Auch wenn Scholz nach außen die strikte Sparpolitik Schäubles zunächst fortführte, begann er im Hintergrund, sein mächtiges Ministerium mit der Amtsübernahme 2018 neu zu positionieren. So löste er vor eineinhalb Jahren auch den Chefökonomen im Ministerium ab: Ludger Schuknecht, der Schäubles Sparmantra vertrat, wurde durch Jakob von Weizsäcker ersetzt. Dieser hatte wenige Jahre zuvor einen Vorschlag für Eurobonds verfasst – und so wie Kukies in Paris studiert. Mit der Coronavirus-Pandemie war – so wie weltweit – auch in Deutschland das Spardiktat schlagartig passe.
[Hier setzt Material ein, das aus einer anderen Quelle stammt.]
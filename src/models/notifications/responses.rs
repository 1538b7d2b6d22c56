use serde::{Deserialize, Serialize};
use ts_rs::TS;

/// 单条入队结果响应
#[derive(Debug, Clone, Serialize, Deserialize, TS)]
#[ts(export, export_to = "notification.ts")]
pub struct EnqueueResponse {
    pub success: bool,
    pub message_id: String,
    pub timestamp: chrono::DateTime<chrono::Utc>,
}

/// 批量条目的结算状态
#[derive(Debug, Clone, Copy, PartialEq, Eq, Serialize, Deserialize, TS)]
#[serde(rename_all = "lowercase")]
#[ts(export, export_to = "notification.ts")]
pub enum BatchItemStatus {
    Fulfilled,
    Rejected,
}

/// 批量入队的单条结果，顺序与请求条目一致
#[derive(Debug, Clone, Serialize, Deserialize, TS)]
#[ts(export, export_to = "notification.ts")]
pub struct BatchItemResult {
    pub status: BatchItemStatus,
    pub message_id: Option<String>,
    pub error: Option<String>,
}

impl BatchItemResult {
    pub fn fulfilled(message_id: String) -> Self {
        Self {
            status: BatchItemStatus::Fulfilled,
            message_id: Some(message_id),
            error: None,
        }
    }

    pub fn rejected(error: impl Into<String>) -> Self {
        Self {
            status: BatchItemStatus::Rejected,
            message_id: None,
            error: Some(error.into()),
        }
    }
}

/// 批量入队响应
///
/// 条目失败不影响整体 success：部分失败的批次仍然返回 success=true，
/// 调用方通过 results 里的 per-item 状态判断各条结果。
#[derive(Debug, Clone, Serialize, Deserialize, TS)]
#[ts(export, export_to = "notification.ts")]
pub struct BatchEnqueueResponse {
    pub success: bool,
    pub results: Vec<BatchItemResult>,
}

#[cfg(test)]
mod tests {
    use super::*;

    #[test]
    fn test_batch_item_status_wire_names() {
        let fulfilled = serde_json::to_string(&BatchItemStatus::Fulfilled).unwrap();
        let rejected = serde_json::to_string(&BatchItemStatus::Rejected).unwrap();
        assert_eq!(fulfilled, "\"fulfilled\"");
        assert_eq!(rejected, "\"rejected\"");
    }

    #[test]
    fn test_rejected_item_has_error_and_null_id() {
        let result = BatchItemResult::rejected("queue unreachable");
        let json = serde_json::to_value(&result).unwrap();
        assert_eq!(json["status"], "rejected");
        assert_eq!(json["message_id"], serde_json::Value::Null);
        assert_eq!(json["error"], "queue unreachable");
    }

    #[test]
    fn test_fulfilled_item_keeps_message_id() {
        let result = BatchItemResult::fulfilled("msg-001".to_string());
        assert_eq!(result.status, BatchItemStatus::Fulfilled);
        assert_eq!(result.message_id.as_deref(), Some("msg-001"));
        assert!(result.error.is_none());
    }
}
Und neue Möglichkeiten taten sich auf.

„Wir reden viel“

„Wir reden viel über die Europäische Souveränität, aber eine solche kann sich nicht entwickeln, solange die Fiskalunion unvollständig bleibt“, so Kukies im Juni in einem Interview mit der „Financial Times“. Kukies war laut der Zeitung auf deutscher Seite die treibende Kraft hinter dem deutsch-französischen Vorschlag für gemeinsame Schuldenanleihen über 500 Mrd. Euro. Der Plan sei für Kukies ein wichtiger Meilenstein auf dem Weg zur Fiskalunion. Auf diese Weise spielt er eine zentrale Rolle in Deutschlands Europapolitik – gerade auch im kommenden Halbjahr.
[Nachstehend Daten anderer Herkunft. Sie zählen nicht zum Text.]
use actix_web::{HttpRequest, HttpResponse, Result as ActixResult, web};
use once_cell::sync::Lazy;

use crate::services::SystemService;

// 懒加载的全局 SystemService 实例
static SYSTEM_SERVICE: Lazy<SystemService> = Lazy::new(SystemService::new_lazy);

pub async fn health(request: HttpRequest) -> ActixResult<HttpResponse> {
    SYSTEM_SERVICE.health(&request).await
}

// 配置路由（健康检查不需要认证）
pub fn configure_system_routes(cfg: &mut web::ServiceConfig) {
    cfg.service(web::scope("/api/v1/system").route("/health", web::get().to(health)));
}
So vehement der Ex-Banker für die Fiskalunion kämpft, so sehr warnte er im „FT“-Interview freilich auch, dass die nötigen Voraussetzungen dafür gegeben sein müssten. Die Staaten müssten budgetäre Disziplin einhalten. Denn die Fiskalunion funktioniere nicht mit „maximaler Flexibilität“ der Staaten bei den Budgetvorgaben.

Eine Grafik zeigt die EU-Ratspräsidentschaften bis 2024
Grafik: APA/ORF.at; Quelle: APA

Vorbereitung und Timing

Ähnliches sagte Merkel bei ihrem Treffen mit Macron in Meseberg nördlich von Berlin. Dort deutete sie einen möglichen Kompromiss mit der kritischen Ländergruppe an: Als „Brücke“ für diese Staaten „könnte der Vorschlag der EU-Kommission dienen“, dass man die Hilfen mit der nötigen Reformagenda und damit Budgetmaßnahmen in den EU-Staaten verbinde. Sie halte diesen Vorschlag für „sehr klug“, betonte Merkel gleich noch.

Corsepius, Kukies und viele andere – im Hintergrund arbeiten immer viele Fachleute, um Grundlinien wie Details auszuarbeiten. Und diese Vorarbeiten dauern oft Jahre, ohne dass Bewegung in die Sache zu kommen scheint. Die aktuellen Verhandlungen über das Pandemierettungspaket der EU gemeinsam mit dem nächsten EU-Budget unter deutschem Ratsvorsitz zeigen aber auch, wie entscheidend neben der Planung von langer Hand das richtige Timing und das Nützen des günstigen Moments gerade in der Europapolitik ist.